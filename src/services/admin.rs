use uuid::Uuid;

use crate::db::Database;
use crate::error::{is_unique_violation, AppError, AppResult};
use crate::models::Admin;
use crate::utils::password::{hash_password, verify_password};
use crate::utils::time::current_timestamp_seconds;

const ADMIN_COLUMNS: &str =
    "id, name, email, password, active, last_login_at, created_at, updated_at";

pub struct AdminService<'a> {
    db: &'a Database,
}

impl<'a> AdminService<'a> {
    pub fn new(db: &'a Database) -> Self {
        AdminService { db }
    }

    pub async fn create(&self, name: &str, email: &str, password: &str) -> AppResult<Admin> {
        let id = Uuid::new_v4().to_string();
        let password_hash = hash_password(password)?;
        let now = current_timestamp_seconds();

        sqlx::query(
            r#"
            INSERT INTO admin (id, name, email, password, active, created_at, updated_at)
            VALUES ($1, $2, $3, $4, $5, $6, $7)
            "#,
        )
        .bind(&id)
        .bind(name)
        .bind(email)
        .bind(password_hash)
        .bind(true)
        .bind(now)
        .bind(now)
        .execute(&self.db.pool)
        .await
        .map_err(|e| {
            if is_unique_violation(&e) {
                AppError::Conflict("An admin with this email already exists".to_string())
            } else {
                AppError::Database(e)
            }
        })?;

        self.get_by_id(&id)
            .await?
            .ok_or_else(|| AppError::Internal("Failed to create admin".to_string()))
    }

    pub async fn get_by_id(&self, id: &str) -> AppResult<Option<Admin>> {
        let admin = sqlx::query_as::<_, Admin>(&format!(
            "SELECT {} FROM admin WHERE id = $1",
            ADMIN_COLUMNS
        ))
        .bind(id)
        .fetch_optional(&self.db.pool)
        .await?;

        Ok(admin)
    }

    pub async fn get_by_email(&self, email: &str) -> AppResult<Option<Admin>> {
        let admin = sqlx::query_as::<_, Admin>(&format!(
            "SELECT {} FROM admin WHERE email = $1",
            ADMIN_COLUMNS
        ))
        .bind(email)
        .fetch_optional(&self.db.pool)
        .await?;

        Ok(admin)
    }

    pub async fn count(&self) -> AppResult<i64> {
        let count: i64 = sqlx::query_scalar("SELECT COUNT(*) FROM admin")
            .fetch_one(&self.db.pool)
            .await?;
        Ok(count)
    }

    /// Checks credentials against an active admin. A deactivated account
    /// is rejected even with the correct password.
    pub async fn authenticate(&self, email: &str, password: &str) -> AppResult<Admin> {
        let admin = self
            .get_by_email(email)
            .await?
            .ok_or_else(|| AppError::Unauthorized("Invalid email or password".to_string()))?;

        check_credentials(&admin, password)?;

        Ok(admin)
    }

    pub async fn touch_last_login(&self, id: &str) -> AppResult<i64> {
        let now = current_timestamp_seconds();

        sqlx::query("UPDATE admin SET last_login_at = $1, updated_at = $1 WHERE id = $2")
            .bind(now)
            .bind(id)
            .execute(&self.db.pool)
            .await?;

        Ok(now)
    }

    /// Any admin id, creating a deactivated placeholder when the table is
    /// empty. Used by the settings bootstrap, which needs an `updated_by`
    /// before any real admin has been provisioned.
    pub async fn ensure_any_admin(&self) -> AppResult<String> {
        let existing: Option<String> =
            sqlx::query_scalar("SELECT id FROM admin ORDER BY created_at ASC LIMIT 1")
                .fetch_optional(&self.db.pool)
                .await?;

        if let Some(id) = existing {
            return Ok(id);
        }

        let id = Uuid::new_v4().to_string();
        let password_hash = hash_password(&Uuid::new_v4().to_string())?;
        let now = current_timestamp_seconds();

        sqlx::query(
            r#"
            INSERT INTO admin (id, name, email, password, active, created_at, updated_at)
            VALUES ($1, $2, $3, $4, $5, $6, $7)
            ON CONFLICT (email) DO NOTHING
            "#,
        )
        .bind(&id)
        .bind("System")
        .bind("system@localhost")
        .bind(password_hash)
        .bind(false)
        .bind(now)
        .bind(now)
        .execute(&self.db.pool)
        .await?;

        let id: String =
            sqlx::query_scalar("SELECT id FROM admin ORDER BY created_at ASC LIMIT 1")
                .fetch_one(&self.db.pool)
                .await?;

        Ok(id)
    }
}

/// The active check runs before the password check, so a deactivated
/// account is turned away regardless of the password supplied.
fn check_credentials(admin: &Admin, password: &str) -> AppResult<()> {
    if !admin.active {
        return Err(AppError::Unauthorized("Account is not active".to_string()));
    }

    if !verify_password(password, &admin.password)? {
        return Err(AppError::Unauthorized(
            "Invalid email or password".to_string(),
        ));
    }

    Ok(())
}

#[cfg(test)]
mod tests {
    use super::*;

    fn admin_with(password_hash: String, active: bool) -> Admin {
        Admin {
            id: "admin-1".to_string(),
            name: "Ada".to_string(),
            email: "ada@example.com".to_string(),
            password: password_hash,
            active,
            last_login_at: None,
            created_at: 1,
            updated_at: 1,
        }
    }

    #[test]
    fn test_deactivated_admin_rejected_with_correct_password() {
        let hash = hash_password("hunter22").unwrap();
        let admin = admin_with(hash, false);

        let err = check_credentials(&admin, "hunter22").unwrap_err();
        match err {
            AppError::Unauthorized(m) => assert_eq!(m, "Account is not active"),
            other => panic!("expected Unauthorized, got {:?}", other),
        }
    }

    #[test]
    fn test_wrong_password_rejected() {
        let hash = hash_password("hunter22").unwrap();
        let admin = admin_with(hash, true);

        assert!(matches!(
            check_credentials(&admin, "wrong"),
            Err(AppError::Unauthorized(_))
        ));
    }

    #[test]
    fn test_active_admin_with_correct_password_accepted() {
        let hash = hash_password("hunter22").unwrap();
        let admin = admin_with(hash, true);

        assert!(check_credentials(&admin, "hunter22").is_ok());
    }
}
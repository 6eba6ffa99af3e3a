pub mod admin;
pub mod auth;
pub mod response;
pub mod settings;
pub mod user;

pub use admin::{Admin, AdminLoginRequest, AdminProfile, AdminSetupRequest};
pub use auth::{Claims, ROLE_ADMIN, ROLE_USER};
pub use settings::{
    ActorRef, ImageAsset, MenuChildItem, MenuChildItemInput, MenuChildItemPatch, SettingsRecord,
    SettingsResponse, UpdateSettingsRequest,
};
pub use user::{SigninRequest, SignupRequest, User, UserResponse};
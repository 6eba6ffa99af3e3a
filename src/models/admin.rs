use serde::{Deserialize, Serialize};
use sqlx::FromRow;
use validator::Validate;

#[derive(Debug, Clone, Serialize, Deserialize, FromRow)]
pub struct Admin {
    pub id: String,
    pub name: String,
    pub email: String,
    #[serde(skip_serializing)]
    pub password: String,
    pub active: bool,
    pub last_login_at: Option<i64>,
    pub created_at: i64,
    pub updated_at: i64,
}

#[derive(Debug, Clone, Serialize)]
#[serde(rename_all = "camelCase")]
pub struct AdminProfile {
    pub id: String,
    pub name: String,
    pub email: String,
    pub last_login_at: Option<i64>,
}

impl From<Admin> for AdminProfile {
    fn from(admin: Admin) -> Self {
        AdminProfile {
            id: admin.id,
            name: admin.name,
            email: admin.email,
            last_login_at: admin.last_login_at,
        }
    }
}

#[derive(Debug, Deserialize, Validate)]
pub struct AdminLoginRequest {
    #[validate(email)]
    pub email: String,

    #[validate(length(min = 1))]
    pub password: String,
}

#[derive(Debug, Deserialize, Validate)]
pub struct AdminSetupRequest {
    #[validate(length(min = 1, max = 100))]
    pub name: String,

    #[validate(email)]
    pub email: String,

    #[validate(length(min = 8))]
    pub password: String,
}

--------

### WORK REQUIRED
I would like you to report every line in the listing above that contains "filename".

### OUTPUT
filename src/services/admin.rs
filename src/models/admin.rs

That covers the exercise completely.